Muhammad Abdullah Salah al-Assad
In Dec. 2003, Tanzanian officers arrested al-Assad, a Yemeni national, at his home in Tanzania. He was taken to a waiting airplane and turned over to US custody. After about two weeks in an unknown detention facility, he was flown to a second detention facility, where he stayed for about two weeks, and was then taken by car to a third place, where he stayed about three months. His last secret transfer probably took place in April 2004. In Jan. 2006 he was still detained in Yemen.
Muhammad Faraj Ahmed Bashmilah
In Oct. 2003, Bashmilah, a Yemeni national living in Indonesia, was arrested in Jordan. He says he was tortured during his four days of detention in Jordan. He was then taken onto a small plane and transferred to a secret location, where he stayed for the next six months, interrogated by US officials. He was then transferred to a second secret place of detention, run by US officials, where he was kept in a cell for over a year in solitary confinement. In May 2005, he was transferred back to Yemen, where he was still detained in Jan. 2006.
Maher Arar
In 1987, Arar went to Canada from Syria, where he was born. He became a Canadian citizen in 1991. In Sept. 2002, he was changing planes in New York on his way home from a family holiday in Tunisia. He was taken into custody by the US Immigration and Naturalization Service (INS) and was then held incommunicado in detention in New York for 13 days before being told he would be deported to Syria. He was taken, in chains, to a small private jet, which flew him to Jordan, where he was interrogated and beaten before being taken overland to Syria. In Syria, he says he was severely beaten with electrical cable during six days of interrogation, and threatened with electric shocks. He says he was held alone in a tiny, basement cell without light, which he called "the grave," for more than 10 months.

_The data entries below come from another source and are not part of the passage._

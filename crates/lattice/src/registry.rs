// Copyright 2026 Dropbox (created by Andrew Yates <ayates@dropbox.com>)

//! Event publication registry
//!
//! Fronts the [`EventPublicationStore`]: registers one publication per
//! (event, listener) pair when an event is published, completes them when
//! listeners return, marks stale ones failed, and answers queries.
//!
//! Completion always goes straight to the store, independent of whatever
//! business work surrounds it, so a completion commit survives a later
//! abort of the surrounding operation.
//!
//! A process-local in-progress cache keyed by `(serialized event, target)`
//! lets synchronous listeners find their own publication without a store
//! round-trip.

use crate::config::CompletionMode;
use crate::error::Result;
use crate::ids::PublicationTargetIdentifier;
use crate::publication::EventPublication;
use crate::store::EventPublicationStore;
use chrono::{DateTime, Duration, Utc};
use dashmap::DashMap;
use parking_lot::Mutex;
use std::sync::atomic::{AtomicU64, Ordering};
use std::sync::Arc;
use tracing::{debug, info, warn};
use uuid::Uuid;

type InProgressKey = (String, PublicationTargetIdentifier);

/// Registry of in-flight event publications.
pub struct PublicationRegistry {
    store: Arc<dyn EventPublicationStore>,
    in_progress: DashMap<InProgressKey, Uuid>,
    sequence: AtomicU64,
    last_published_at: Mutex<DateTime<Utc>>,
    completion_mode: CompletionMode,
}

impl PublicationRegistry {
    /// Creates a registry over the given store, completing by update.
    pub fn new(store: Arc<dyn EventPublicationStore>) -> Self {
        Self::with_completion_mode(store, CompletionMode::Update)
    }

    /// Creates a registry with an explicit completion mode.
    pub fn with_completion_mode(
        store: Arc<dyn EventPublicationStore>,
        completion_mode: CompletionMode,
    ) -> Self {
        Self {
            store,
            in_progress: DashMap::new(),
            sequence: AtomicU64::new(0),
            last_published_at: Mutex::new(DateTime::<Utc>::MIN_UTC),
            completion_mode,
        }
    }

    /// The store this registry fronts.
    pub fn store(&self) -> &Arc<dyn EventPublicationStore> {
        &self.store
    }

    /// Stamps a publication instant that never moves backwards within
    /// this process, so program order survives clock adjustments.
    fn next_publication_instant(&self) -> DateTime<Utc> {
        let now = Utc::now();
        let mut last = self.last_published_at.lock();
        let stamped = if now > *last { now } else { *last };
        *last = stamped;
        stamped
    }

    /// Registers one publication per target for the given event, persisted
    /// as a single atomic batch. Publications carry identical publication
    /// instants and ascending sequences, preserving listener order.
    pub async fn register(
        &self,
        event_type: &str,
        serialized_event: &str,
        targets: &[PublicationTargetIdentifier],
    ) -> Result<Vec<EventPublication>> {
        let published_at = self.next_publication_instant();
        let publications: Vec<EventPublication> = targets
            .iter()
            .map(|target| {
                EventPublication::new(
                    event_type,
                    serialized_event,
                    target.clone(),
                    published_at,
                    self.sequence.fetch_add(1, Ordering::SeqCst),
                )
            })
            .collect();

        self.store.create_all(&publications).await?;

        for publication in &publications {
            let key = (
                publication.serialized_event().to_string(),
                publication.target().clone(),
            );
            // Atomic put-if-absent: a duplicate payload keeps the oldest
            // publication cached, matching completion order.
            self.in_progress.entry(key).or_insert(publication.id());
        }

        debug!(
            event_type,
            count = publications.len(),
            "registered event publications"
        );
        Ok(publications)
    }

    /// Looks up the in-progress publication for an event/target pair
    /// without touching the store.
    pub fn find_in_progress(
        &self,
        serialized_event: &str,
        target: &PublicationTargetIdentifier,
    ) -> Option<Uuid> {
        self.in_progress
            .get(&(serialized_event.to_string(), target.clone()))
            .map(|entry| *entry.value())
    }

    /// Explicitly evicts an in-progress cache entry.
    pub fn evict_in_progress(&self, serialized_event: &str, target: &PublicationTargetIdentifier) {
        self.in_progress
            .remove(&(serialized_event.to_string(), target.clone()));
    }

    /// Marks dispatch of a publication as started.
    pub async fn mark_processing(&self, id: Uuid) -> Result<()> {
        self.store.mark_processing(id).await
    }

    /// Completes the publication for the given event/target pair.
    ///
    /// Commits directly against the store, independent of the surrounding
    /// business operation. Idempotent. In delete completion mode the row
    /// is removed instead of updated.
    pub async fn mark_completed(
        &self,
        serialized_event: &str,
        target: &PublicationTargetIdentifier,
    ) -> Result<()> {
        let at = Utc::now();
        let cached = self.find_in_progress(serialized_event, target);

        match self.completion_mode {
            CompletionMode::Update => match cached {
                Some(id) => self.store.mark_completed_by_id(id, at).await?,
                None => {
                    self.store
                        .mark_completed(serialized_event, target, at)
                        .await?
                }
            },
            CompletionMode::Delete => {
                let id = match cached {
                    Some(id) => Some(id),
                    None => self
                        .store
                        .find_incomplete_by_event_and_target(serialized_event, target)
                        .await?
                        .map(|p| p.id()),
                };
                if let Some(id) = id {
                    self.store.delete_by_ids(&[id]).await?;
                }
            }
        }

        self.evict_in_progress(serialized_event, target);
        Ok(())
    }

    /// Moves a publication to the terminal failed status and evicts it
    /// from the in-progress cache.
    pub async fn mark_failed(&self, id: Uuid, reason: Option<&str>) -> Result<()> {
        self.store.mark_failed(id, Utc::now(), reason).await?;
        self.in_progress.retain(|_, cached| *cached != id);
        Ok(())
    }

    /// Records a resubmission on the publication.
    pub async fn mark_resubmitted(&self, id: Uuid) -> Result<()> {
        self.store.mark_resubmitted(id, Utc::now()).await
    }

    /// Fails every non-terminal publication older than the threshold.
    ///
    /// Returns the number of publications transitioned.
    pub async fn mark_stale_publications_failed(&self, threshold: Duration) -> Result<usize> {
        let now = Utc::now();
        let cutoff = now - threshold;
        let stale: Vec<EventPublication> = self
            .store
            .find_incomplete_published_before(cutoff)
            .await?
            .into_iter()
            .filter(|p| !p.status().is_terminal())
            .collect();

        for publication in &stale {
            warn!(
                id = %publication.id(),
                listener = %publication.target(),
                attempts = publication.completion_attempts(),
                published_at = %publication.published_at().to_rfc3339(),
                "publication exceeded staleness threshold"
            );
            self.store
                .mark_failed(publication.id(), now, Some("staleness threshold exceeded"))
                .await?;
            self.evict_in_progress(publication.serialized_event(), publication.target());
        }

        Ok(stale.len())
    }

    /// All publications still awaiting completion, oldest first.
    pub async fn find_incomplete(&self) -> Result<Vec<EventPublication>> {
        self.store.find_incomplete().await
    }

    /// All completed publications, oldest first.
    pub async fn find_completed(&self) -> Result<Vec<EventPublication>> {
        self.store.find_completed().await
    }

    /// Deletes completed publications older than the given age.
    pub async fn delete_completed_publications_older_than(&self, age: Duration) -> Result<()> {
        self.store.delete_completed_before(Utc::now() - age).await
    }

    /// Logs the count and identities of still-incomplete publications.
    ///
    /// Called on orderly shutdown; the publications themselves are left
    /// untouched for the next start's resubmission pass.
    pub async fn report_incomplete_on_shutdown(&self) -> Result<usize> {
        let incomplete = self.find_incomplete().await?;
        if incomplete.is_empty() {
            info!("shutting down with no incomplete event publications");
        } else {
            let ids: Vec<String> = incomplete.iter().map(|p| p.id().to_string()).collect();
            info!(
                count = incomplete.len(),
                ids = %ids.join(", "),
                "shutting down with incomplete event publications"
            );
        }
        Ok(incomplete.len())
    }
}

He was finally released without charge one year later, in Oct. 2003.
In Feb. 2004, the Canadian authorities established a Commission of Inquiry into the Actions of Canadian Officials in Relation to Maher Arar. Professor Stephen Toope was appointed "fact finder" by the Commission. In his Oct. 2005 report, Toope noted: "...as the beatings became less intense, it was the daily horror of living in the tiny, dark and damp cell all alone and with no reading material (except later, the Koran) that came to be the most disturbing aspect of the detention. Whereas at first the cell was a refuge from the infliction of physical pain, later it became a ‘torture’ in its own right. … He remained in this cell for ten months and ten days, and saw almost no sunlight except for when he was transferred for consular visits… Mr. Arar describes the cell as ‘a grave’ and as a ‘slow death’."